This is the easiest way to think about note onset:
think of a music signal as a flat constant signal. When and onset occurs you look at it as a large rapid CHANGE in signal (a positive or negative peak)
What this means in the frequency domain:
the FT of a constant signal is, well, CONSTANT! and flat
When the onset event occurs there is a rapid increase in spectrial content.
While you may think "Well you're actually talking about the peak of the onset right?" not at all. We are not actually interested in the peak of the onset, but rather the rising edge of the signal.
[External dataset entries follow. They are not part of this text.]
//! Property-based tests using proptest
//!
//! Every corruption of a sealed frame must be caught, whatever the payload
//! and wherever the damage lands.

#![allow(clippy::expect_used, clippy::unwrap_used)]

use proptest::prelude::*;
use rand::rngs::StdRng;
use rand::{Rng, SeedableRng};
use secure_frame::core::checksum;
use secure_frame::core::packet::{PacketCodec, PacketType};
use secure_frame::error::ProtocolError;
use secure_frame::protocol::fragment::{fragment, Reassembler};
use secure_frame::protocol::retransmit::ReorderBuffer;
use secure_frame::utils::crypto::{Crypto, SharedKey, DEFAULT_MAC_LEN};
use secure_frame::utils::freshness::{FreshnessContext, FreshnessPolicy};

fn codec() -> PacketCodec {
    PacketCodec::new(
        Crypto::new(SharedKey::new(*b"leweisupersecret")),
        DEFAULT_MAC_LEN,
        512,
    )
}

fn fresh_ctx() -> FreshnessContext {
    FreshnessContext::new(FreshnessPolicy::nonce(64))
}

fn is_detected(result: &Result<secure_frame::core::packet::Packet, ProtocolError>) -> bool {
    matches!(
        result,
        Err(ProtocolError::Authentication { .. }) | Err(ProtocolError::Integrity { .. })
    )
}

// Property: sealed DATA packets open to the original plaintext
proptest! {
    #[test]
    fn prop_data_roundtrip(payload in prop::collection::vec(any::<u8>(), 0..=512), seq in any::<u16>()) {
        let codec = codec();
        let frame = codec.encode(seq, PacketType::Data, &payload, 9).unwrap();
        let packet = codec.decode(&frame, &fresh_ctx()).unwrap();
        prop_assert_eq!(packet.seq_num, seq);
        prop_assert_eq!(&packet.payload[..], &payload[..]);
    }
}

// Property: any single-bit flip is an authentication or integrity failure
proptest! {
    #[test]
    fn prop_single_bit_flip_detected(
        payload in prop::collection::vec(any::<u8>(), 0..=512),
        kind in 0u8..5,
        position in any::<prop::sample::Index>(),
        bit in 0u8..8,
    ) {
        let codec = codec();
        let packet_type = PacketType::try_from(kind).unwrap();
        let payload = if packet_type == PacketType::Data { payload } else { payload[..payload.len().min(8)].to_vec() };
        let mut frame = codec.encode(3, packet_type, &payload, 77).unwrap().to_vec();

        let index = position.index(frame.len());
        frame[index] ^= 1 << bit;

        let result = codec.decode(&frame, &fresh_ctx());
        prop_assert!(is_detected(&result), "flip at {} not detected: {:?}", index, result);
    }
}

// Property: a frame cut short never decodes
proptest! {
    #[test]
    fn prop_truncation_rejected(payload in prop::collection::vec(any::<u8>(), 1..=512), cut in any::<prop::sample::Index>()) {
        let codec = codec();
        let frame = codec.encode(0, PacketType::Data, &payload, 1).unwrap();
        let keep = cut.index(frame.len());
        prop_assert!(codec.decode(&frame[..keep], &fresh_ctx()).is_err());
    }
}

// Property: fragments reassemble in order to the original message
proptest! {
    #[test]
    fn prop_fragment_reassembly(message in prop::collection::vec(any::<u8>(), 0..5000), max_payload in 1usize..700) {
        let mut reassembler = Reassembler::new(0);
        let mut seq = 0u16;
        for chunk in fragment(&message, max_payload) {
            prop_assert!(reassembler.accept(seq, bytes::Bytes::copy_from_slice(chunk)).unwrap().is_none());
            seq += 1;
        }
        let out = reassembler.accept(seq, bytes::Bytes::new()).unwrap().unwrap();
        prop_assert_eq!(out, message);
    }
}

// Property: the reorder buffer is insensitive to arrival order
proptest! {
    #[test]
    fn prop_reorder_any_permutation(
        message in prop::collection::vec(any::<u8>(), 0..3000),
        base in any::<u16>(),
        seed in any::<u64>(),
    ) {
        let mut packets: Vec<(u16, bytes::Bytes)> = fragment(&message, 100)
            .enumerate()
            .map(|(i, c)| (base.wrapping_add(i as u16), bytes::Bytes::copy_from_slice(c)))
            .collect();
        packets.push((base.wrapping_add(packets.len() as u16), bytes::Bytes::new()));

        let mut rng = StdRng::seed_from_u64(seed);
        for i in (1..packets.len()).rev() {
            let j = rng.random_range(0..=i);
            packets.swap(i, j);
        }

        let mut buffer = ReorderBuffer::new(base);
        for (seq, payload) in packets {
            buffer.insert(seq, payload).unwrap();
        }
        let (_, out) = buffer.take_message().unwrap();
        prop_assert_eq!(out, message);
    }
}

/// Random burst errors across many frames: nothing damaged may decode.
#[test]
fn test_corruption_statistics() {
    let codec = codec();
    let mut rng = StdRng::seed_from_u64(0x5EC0_F8A3);
    let trials = 2_000;
    let mut undetected = 0;
    let mut by_auth = 0;

    for i in 0..trials {
        let len = rng.random_range(0..=512);
        let payload: Vec<u8> = (0..len).map(|_| rng.random()).collect();
        let original = codec
            .encode(i as u16, PacketType::Data, &payload, i as u64)
            .unwrap()
            .to_vec();

        let mut frame = original.clone();
        let flips = rng.random_range(1..=8);
        for _ in 0..flips {
            let index = rng.random_range(0..frame.len());
            frame[index] ^= 1 << rng.random_range(0..8);
        }

        let result = codec.decode(&frame, &fresh_ctx());
        // Flips that cancel out leave a genuine frame behind.
        if result.is_ok() && frame != original {
            undetected += 1;
        }
        if matches!(result, Err(ProtocolError::Authentication { .. })) {
            by_auth += 1;
        }
    }

    assert_eq!(undetected, 0);
    assert!(by_auth > trials * 9 / 10);
}

/// The keyless checksum alone catches every single-bit error on a fragment.
#[test]
fn test_checksum_detects_single_bit_errors() {
    let mut rng = StdRng::seed_from_u64(7);
    let data: Vec<u8> = (0..512).map(|_| rng.random()).collect();
    let sum = checksum::compute(&data);
    for byte in 0..data.len() {
        for bit in 0..8 {
            let mut damaged = data.clone();
            damaged[byte] ^= 1 << bit;
            assert!(!checksum::verify(&damaged, sum));
        }
    }
}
When there is a sharp increase in the signal, the high frequency content increases.
one way to do this is using the spectrial difference function:
take your time domain signal and cut it up into overlaping strips (typically 50% overlap)
apply a hamming/hann window (this is to reduce spectrial smudging) (remember cutting up the signal into windows is like multiplying it by a pulse, in the frequency domain its like convolving the signal with a sinc function)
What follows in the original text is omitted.